Au cours des 15 dernières années, nous avons entendu beaucoup parler de l’importance du "réchauffement planétaire" (l’augmentation des températures mondiales en raison de l’émission accélérée de gaz à effet de serre), mais l’attention internationale s’est peu portée vers son effet sur le Tibet et ceci est très surprenant puisque ce qui se passe au Tibet aura des répercussions dramatiques, non seulement en Asie du Sud, mais aussi pour le reste du monde.

Le Tibet est le foyer de la calotte glaciaire de "l’Hindu Koush Himalaya" - zone couvrant plus de mille kilomètres carrés et comprenant plus de 46 000 glaciers, en faisant le plus grand réservoir de glace mondial après les pôles nord et sud – c’est pourquoi il est souvent appelé "le troisième pôle". Le réchauffement climatique se traduit par une diminution des glaciers dont la glace fond beaucoup plus vite que la moyenne mondiale et il est prévu que 60% des glaciers du Tibet aient complètement disparu d’ici 2050. Ces statistiques sont choquantes.

Le pergélisol [1] est également en train de fondre à un rythme plus rapide que n’ importe où ailleurs sur la terre et ce dégel, à la fois des glaciers et du pergélisol, en même temps que la modification des régimes pluviométriques, conduit à un changement dramatique de la géographie du pays. Le Tibet possède maintenant 14% de plus de lacs qu’il n’en avait en 1970, et plus de 80% des lacs existants se sont agrandis, inondant les pâturages et les communautés rurales avoisinants.

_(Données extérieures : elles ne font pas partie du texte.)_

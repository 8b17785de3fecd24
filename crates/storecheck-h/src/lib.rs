pub mod backend;
mod cdp;
mod script;
pub mod snapshot;

pub use backend::HeadlessBrowser;
pub use snapshot::PageSnapshot;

Ironiquement, parce que ces inondations sont inégales et imprévisibles, de nombreux lacs préexistants ont séché complètement et plusieurs grandes zones humides sont devenues des déserts. La fonte du pergélisol entraîne érosion du sol et glissements de terrain et les conséquences sont déjà visibles. Par exemple, en 2004, des glissements de terrain et des inondations de la rivière Yi’ong [2] ont détruit routes, ponts et des centaines de maisons tibétaines. L’impact sur la vie des communautés locales et l’économie de la région a donc été spectaculaire.

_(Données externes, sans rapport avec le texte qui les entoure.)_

//! In-memory documents for exercising candidate lists without a browser.
//!
//! Selectors are looked up verbatim: a `MemoryDocument` knows nothing about
//! CSS and answers only for the selectors it was populated with.

use super::snapshot::{DocumentSnapshot, ResolutionError};
use crate::element::ElementHandle;
use async_trait::async_trait;
use std::collections::{HashMap, HashSet};
use std::sync::Arc;
use std::sync::atomic::{AtomicU64, Ordering};

#[derive(Debug, Clone, Default)]
struct Content {
    matches: HashMap<String, Vec<ElementHandle>>,
    rejected: HashSet<String>,
}

/// A mutable in-memory page.
///
/// Every [`navigate`](MemoryDocument::navigate) bumps a generation counter;
/// snapshots taken before it report `DocumentUnavailable`.
#[derive(Debug, Default)]
pub struct MemoryDocument {
    content: Content,
    generation: Arc<AtomicU64>,
}

impl MemoryDocument {
    pub fn new() -> Self {
        Self::default()
    }

    /// Register the matches for `selector`; indexes are assigned in order.
    pub fn with(mut self, selector: &str, elements: Vec<ElementHandle>) -> Self {
        self.insert(selector, elements);
        self
    }

    /// Register `count` visible elements of `tag` for `selector`.
    pub fn with_count(self, selector: &str, tag: &str, count: usize) -> Self {
        let elements = (0..count)
            .map(|i| ElementHandle::new(i, tag).visible())
            .collect();
        self.with(selector, elements)
    }

    /// Make queries for `selector` fail with `InvalidSelectorSyntax`.
    pub fn reject(mut self, selector: &str) -> Self {
        self.content.rejected.insert(selector.to_string());
        self
    }

    pub fn insert(&mut self, selector: &str, elements: Vec<ElementHandle>) {
        let elements = elements
            .into_iter()
            .enumerate()
            .map(|(index, el)| ElementHandle { index, ..el })
            .collect();
        self.content.matches.insert(selector.to_string(), elements);
    }

    /// Replace the page content, detaching all earlier snapshots.
    pub fn navigate(&mut self, next: MemoryDocument) {
        self.content = next.content;
        self.generation.fetch_add(1, Ordering::SeqCst);
    }

    pub fn snapshot(&self) -> MemorySnapshot {
        MemorySnapshot {
            content: self.content.clone(),
            taken_at: self.generation.load(Ordering::SeqCst),
            generation: Arc::clone(&self.generation),
        }
    }
}

/// Point-in-time view of a [`MemoryDocument`].
#[derive(Debug, Clone)]
pub struct MemorySnapshot {
    content: Content,
    taken_at: u64,
    generation: Arc<AtomicU64>,
}

impl MemorySnapshot {
    pub fn is_stale(&self) -> bool {
        self.generation.load(Ordering::SeqCst) != self.taken_at
    }
}

#[async_trait]
impl DocumentSnapshot for MemorySnapshot {
    async fn query_all(&self, selector: &str) -> Result<Vec<ElementHandle>, ResolutionError> {
        if self.is_stale() {
            return Err(ResolutionError::DocumentUnavailable {
                reason: "page navigated after snapshot".to_string(),
            });
        }
        if self.content.rejected.contains(selector) {
            return Err(ResolutionError::InvalidSelectorSyntax {
                selector: selector.to_string(),
            });
        }
        Ok(self
            .content
            .matches
            .get(selector)
            .cloned()
            .unwrap_or_default())
    }
}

Cependant, il est important de comprendre que ce n’est pas seulement le Tibet qui souffre. Les glaciers tibétains agissent comme source pour 10 des plus grands fleuves d’Asie [3], fournissant de l’eau à 1,3 milliard de personnes - près d’un tiers de la population mondiale - vivant au Bangladesh, au Bhoutan, en Birmanie (Myanmar), au Cambodge, en Chine, en Inde, au Laos, au Népal, au Pakistan, en Thaïlande et au Vietnam. Les glaciers fondant, ces rivières débordent, entraînant des glissements de terrain, la dégradation des sols et l’érosion, la perte des réserves de poissons et une augmentation des maladies d’origine hydrique. Ces effets à court terme sont suffisamment graves, mais les effets à long terme le sont d’autant plus que les glaciers disparaissant et les rivières s’assèchant, tous les pays situés en aval vont souffrir d’une désertification et d’une sécheresse d’une ampleur inimaginable.

Dans le contexte mondial, la fonte du pergélisol est particulièrement préoccupante parce qu’il contient presque deux fois plus de carbone que l’atmosphère à cause de toute la matière organique gelée en son sein. Quand il fond, des gaz à effet de serre (dioxyde de carbone et méthane) sont libérés en une telle quantité que les effets du réchauffement climatique sont grandement amplifiés, accélérant la fonte du pergélisol. Ceci a été appelé la "rétroaction carbonique du pergélisol" et elle est, malheureusement, irréversible.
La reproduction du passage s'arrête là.